JPS60501871A - How to determine high air/fuel ratio at steady state - Google Patents

Abstract

(57) [Summary] This bulletin contains application data before electronic filing, so abstract data is not recorded.

Description

[Detailed description of the invention] How to determine a high air/fuel ratio at steady stateTechnical field Background technology An important function of the high temperature detector is in furnaces burning hydrocarbons or in automatic strain internal combustion engines. The air-to-fuel ratio (A/F - mass of air/fuel mass). Both the theoretical A/[-1-,02 and the remaining HC The existing air mass reacts with the existing hydrocarbons (HC) such that a minimum amount is present It contains just enough oxygen (02) to

Theoretical A/F7 for automobile gasoline engines! Ill? = Normal 14 ．． It is 6. If the engine is operated at a low stoichiometric mixture ratio (A/F > 14.6), If so, the electric current increases along with the A/F, thereby providing a measurement of the amount of oxygen. Oxygen will generally be present in excess in the exhaust gas provided. This relationship is Oxygen detector of temperature Kerr is the basis for determining the stoichiometric mixture ratio and its low A/F .

For high action (A/F < I L6), the uniform partial pressure of oxygen is very small, and the exhaust is mainly composed of hydrogen, H2, and carbon oxides, such as COI. Includes substantial partial pressures of unreacted and partially reacted hydrocarbons. nothing. In thermodynamic equilibrium, the concentrations in these spaces are monotonically increasing with decreasing A/F. and thereby provide a high A/F measurement.
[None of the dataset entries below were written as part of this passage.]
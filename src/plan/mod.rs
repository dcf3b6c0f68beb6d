//! Canonical plan hashing.
//!
//! The hash is computed over the *normalized* contract, so defaults that were
//! spelled out and defaults that were omitted hash the same, as do JSON, YAML
//! and TOML renditions of one contract.

use crate::contract::{Contract, ContractParser};
use serde::Serialize;
use serde_json::{Map, Value};
use sha2::{Digest, Sha256};
use std::path::Path;

/// A normalized contract plus its deterministic identity.
#[derive(Debug, Clone, Serialize)]
pub struct Plan {
    pub plan_hash: String,
    pub contract: Contract,
}

impl Plan {
    pub fn from_contract(contract: Contract) -> Self {
        Self {
            plan_hash: plan_hash(&contract),
            contract,
        }
    }

    /// Parse and validate the contract at `path`, then hash it.
    pub fn load(path: &Path) -> crate::Result<Self> {
        Ok(Self::from_contract(ContractParser::parse_file(path)?))
    }
}

/// SHA-256 (lowercase hex) over the canonical byte form of `contract`.
pub fn plan_hash(contract: &Contract) -> String {
    let mut hasher = Sha256::new();
    hasher.update(canonical_bytes(contract));
    hex::encode(hasher.finalize())
}

/// Compact JSON with object keys sorted at every depth.
pub fn canonical_bytes(contract: &Contract) -> Vec<u8> {
    // Contract is plain data (strings, numbers, maps); serialization cannot fail.
    let value = serde_json::to_value(contract).unwrap_or(Value::Null);
    let canonical = canonicalize(value);
    serde_json::to_vec(&canonical).unwrap_or_default()
}

/// Rebuild every object with keys inserted in sorted order, so the output is
/// ordered even when `serde_json` is built with `preserve_order`.
pub fn canonicalize(value: Value) -> Value {
    match value {
        Value::Object(map) => {
            let mut entries: Vec<(String, Value)> = map.into_iter().collect();
            entries.sort_by(|a, b| a.0.cmp(&b.0));
            let mut sorted = Map::new();
            for (key, inner) in entries {
                sorted.insert(key, canonicalize(inner));
            }
            Value::Object(sorted)
        }
        Value::Array(items) => Value::Array(items.into_iter().map(canonicalize).collect()),
        other => other,
    }
}

#[cfg(test)]
mod tests {
    use super::*;
    use crate::contract::{ContractFormat, ContractParser};

    fn parse(text: &str, format: ContractFormat) -> Contract {
        ContractParser::parse_str(text, format).unwrap()
    }

    #[test]
    fn key_order_and_whitespace_do_not_change_hash() {
        let a = r#"{"task_id":"H-1","title":"hash","phases":[{"name":"p","tasks":[{"id":"a","command":["echo","x"]}]}],"metadata":{"owner":"ci","tier":2}}"#;
        let b = r#"
        {
            "metadata": { "tier": 2, "owner": "ci" },
            "phases": [ { "tasks": [ { "command": [ "echo", "x" ], "id": "a" } ], "name": "p" } ],
            "title": "hash",
            "task_id": "H-1"
        }"#;
        assert_eq!(
            plan_hash(&parse(a, ContractFormat::Json)),
            plan_hash(&parse(b, ContractFormat::Json))
        );
    }

    #[test]
    fn explicit_defaults_hash_like_omitted_defaults() {
        let implicit = r#"{"task_id":"H-1","title":"t","phases":[{"name":"p","tasks":[{"id":"a","command":["true"]}]}]}"#;
        let explicit = r#"{"task_id":"H-1","title":"t","gates":[],"metadata":{},
            "phases":[{"name":"p","blocking":false,"tasks":[{"id":"a","command":["true"],
            "shell":false,"parallel":false,"retry":{"max_attempts":1,"backoff":"fixed"}}]}]}"#;
        assert_eq!(
            plan_hash(&parse(implicit, ContractFormat::Json)),
            plan_hash(&parse(explicit, ContractFormat::Json))
        );
    }

    #[test]
    fn json_and_yaml_renditions_hash_identically() {
        let json = r#"{"task_id":"H-2","title":"t","phases":[{"name":"p","blocking":true,"tasks":[{"id":"a","command":["make","test"],"parallel":true}]}]}"#;
        let yaml = "
task_id: H-2
title: t
phases:
  - name: p
    blocking: true
    tasks:
      - id: a
        parallel: true
        command:
          - make
          - test
";
        assert_eq!(
            plan_hash(&parse(json, ContractFormat::Json)),
            plan_hash(&parse(yaml, ContractFormat::Yaml))
        );
    }

    #[test]
    fn logical_change_changes_hash() {
        let a = r#"{"task_id":"H-1","title":"t","phases":[{"name":"p","tasks":[{"id":"a","command":["true"]}]}]}"#;
        let b = r#"{"task_id":"H-1","title":"t","phases":[{"name":"p","tasks":[{"id":"a","command":["false"]}]}]}"#;
        assert_ne!(
            plan_hash(&parse(a, ContractFormat::Json)),
            plan_hash(&parse(b, ContractFormat::Json))
        );
    }

    #[test]
    fn hash_is_lowercase_sha256_hex() {
        let a = r#"{"task_id":"H-1","phases":[{"name":"p","tasks":[{"id":"a","command":["true"]}]}]}"#;
        let plan = Plan::from_contract(parse(a, ContractFormat::Json));
        assert_eq!(plan.plan_hash.len(), 64);
        assert!(plan.plan_hash.chars().all(|c| c.is_ascii_hexdigit() && !c.is_ascii_uppercase()));
    }

    #[test]
    fn canonicalize_sorts_nested_objects() {
        let value = serde_json::json!({"b": {"z": 1, "a": [{"y": 2, "x": 1}]}, "a": 0});
        let text = serde_json::to_string(&canonicalize(value)).unwrap();
        assert_eq!(text, r#"{"a":0,"b":{"a":[{"x":1,"y":2}],"z":1}}"#);
    }

    #[test]
    fn load_reads_and_hashes_contract_file() {
        let tmp = tempfile::TempDir::new().unwrap();
        let path = tmp.path().join("c.json");
        let text = r#"{"task_id":"H-1","phases":[{"name":"p","tasks":[{"id":"a","command":["true"]}]}]}"#;
        std::fs::write(&path, text).unwrap();

        let plan = Plan::load(&path).unwrap();
        assert_eq!(plan.plan_hash, plan_hash(&parse(text, ContractFormat::Json)));

        let missing = Plan::load(&tmp.path().join("absent.json")).unwrap_err();
        assert!(matches!(missing, crate::EngineError::Contract(_)));
        assert_eq!(missing.exit_code(), crate::report::exit_codes::INVALID);
    }
}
High temperature oxygen detectors are made of ceramic coated with Y2O3 (or other equivalent material). An electrolytic battery made from zirconium dioxide, ZrO2, which is a solid electrolyte of It is well known to use For example, U.S. Pat. No. 6,948 to Wess 81 et al. ．． No. 081 includes the following instructions for examining 02 at or near the theoretical A/F. A convenient single electrolytic battery device is described. In this device, the electrolyte is It has the shape of a cylindrical body closed at one end, into which the exhaust gas is inserted.

A partial pressure of 0□ adjacent to the inner electrode of the closed end is given by Pya. exposed to reference atmosphere (ordinary air).

PF,x is the 020 partial pressure in the exhaust gas, adjacent to the outer electrode; Ru. EMF (=V) generated in the battery in this shape, Ne rst It is given by the following equation.

V=(RT/4F)In(P/p) (tlREF EX where R is the universal gas constant, T is the absolute temperature, and F is Faraday's constant.

Therefore, the output voltage of the battery is P and hence the exhaust gas A/F detector. It is. The disadvantage lies in its low sensitivity to PEx due to the logarithmic function. This drawback is on the order of 20 within a very small A/F area where P is close to the theoretical value. In the following, they will be offset. In this way, the approximate fluctuation of 1V (~1.0 volt) is , this particular A/F ratio is featured in automotive applications. theoretical A Away from A/F, the 5p variation with A/F is much weaker, and a single battery installation The sensitivity to changes in A/F is low at low temperatures.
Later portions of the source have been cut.